# Jacobin and Fantail Shows this coming weekend



## risingstarfans (Sep 13, 2008)

There will be two seperate specialty club shows this coming weekend in San Bernardino. 

On Saturday the 7th, the Western Jacobin Club will be held. The judge will be from Canada, and about 200 jacobins are expected.

Sunday the 8th, Fantails take over, with a similar number of entries, and our judge this year will be from Arizona.

Both shows usually begin in mid morning and after a terrific feed prepared by Monica Soares, our hostess, continue until judging is completed. Dennis and Monica have several breeds of pigeons as well as Jacs and Fans, and are located near Devore Pass on the very end of Martins Ranch Road. All interested people are invited, and if you wish to partake in Monica's great food, we ask for a donation for non-members and visitors of $5.00. Seconds (and thirds+++) are free! (no doggy bags)

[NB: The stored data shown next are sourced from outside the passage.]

use clap::Parser;

/// Runs the micromobility stated-preference survey on the terminal.
#[derive(Parser, Debug, Clone)]
#[clap(author, version, about, long_about = None)]
pub struct Args {
    /// (file path, optional) The JSON configuration of the survey. Relative paths inside it are
    /// resolved from the directory of the file. Without it, the defaults apply: survey_data.csv
    /// in the current directory, outputs in the current directory.
    #[clap(short, long, value_parser)]
    pub config: Option<String>,

    /// (file path) The scenario dataset. Setting this option overrides the data sources of the
    /// --config option.
    #[clap(short, long, value_parser)]
    pub data: Option<String>,

    /// (csv or xlsx, default from the file extension) The type of the dataset given with --data.
    #[clap(long, value_parser)]
    pub input_type: Option<String>,

    /// (default: first worksheet) When using an Excel file, indicates the name of the worksheet to use.
    #[clap(long, value_parser)]
    pub excel_worksheet_name: Option<String>,

    /// (directory) Where the response files are written. Overrides the outputDirectory setting.
    #[clap(short, long, value_parser)]
    pub out: Option<String>,

    /// (string) Resumes the block assignment of a given session identity: the same identity
    /// always receives the same block. A fresh identity is generated otherwise.
    #[clap(long, value_parser)]
    pub session_id: Option<String>,

    /// (integer) Seeds the shuffling of the alternatives, for reproducible sessions.
    #[clap(long, value_parser)]
    pub seed: Option<u64>,

    /// Prints the task blocks as JSON and exits without running a session.
    #[clap(long, takes_value = false)]
    pub show_blocks: bool,

    // Other arguments
    /// If passed as an argument, will turn on verbose logging to the standard output.
    #[clap(long, takes_value = false)]
    pub verbose: bool,
}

Come on out and make a great day of it! I will probably be there both days, just look for the grouchy looking old guy wearing the Eastern Fantail Club T shirt!


----------



## TAWhatley (Mar 6, 2001)

Thanks for letting us know about the shows. I'm sure they will be terrific!

Terry


----------



## Queen (Aug 24, 2008)

Photos please for posting next week


----------